Help to buy ISA: Everything you need to know before the deadline.

#LetsTalkFinance

It’s been a while, but to mark my second #Let’sTalkFinance post I thought I’d bring your attention to ISA’s - specifically the help to buy scheme. Why? If you’re not aware, this scheme will be ending on the 30th November 2019 which means you have just over a month to decide if you’d like to take out a Help to Buy ISA or not!

Firstly, what is an ISA?

Essentially, an ISA is a savings account. It actually stands for Individual Savings Account but unlike a normal savings account, you get more for your buck as it is interest-free so usually has a higher interest return rate. There’s a catch though (of course), you are usually capped on how much you can deposit in per tax year (April to April). This is also known as the “ISA allowance” which is capped at £20,000 for the tax year 2019/20 and any unused allowance will not run over into the next tax year. Oh and there’s a rule: that tax-free allowance is capped for the year even if you have more than one ISA account. This means you could split your allowance over multiple ISA’s BUT they must not exceed £20,000 in total!

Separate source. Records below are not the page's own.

//! Live-data subscription channel.
//!
//! One WebSocket connection per authenticated session. The server pushes
//! `{topic, message, timestamp}` frames which are fanned out to the
//! handlers registered for that exact topic, in registration order.
//! Outbound `{destination, payload}` frames are sent only while the
//! connection is open.

pub mod channel;
pub mod client;
pub mod messages;
pub mod processor;
pub mod reconnect;
pub mod registry;

pub use channel::{ChannelState, LiveChannel};
pub use client::{LiveClient, LiveError};
pub use messages::{IdentifyFrame, InboundMessage, OutboundFrame};
pub use reconnect::ReconnectConfig;
pub use registry::{Subscription, TopicRegistry};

How many types of ISA’s are there?

There are FIVE (currently):

Cash ISA This is like a normal savings account and you can have access to your money whenever you want. If you choose to deposit money and you don’t touch it, you often receive a higher interest. With this ISA you do not have to commit to keeping it in one place. You can also get fixed rates which can give you an even better return but talk to your bank about the different options

Help to Buy ISA This was part of a government scheme that started in 2015 to help potential first-time-buyers onto the market. In the first month, you can add £1,200 and then every month after that is capped at £200. For every £200 deposited, you are given 25% on top by the government (£50) that will go towards your first home. The government bonus is capped at a total of £3,000 but still, that’s £3,000 free money. This is the ISA that will be ending at the end of November but I will get into that later.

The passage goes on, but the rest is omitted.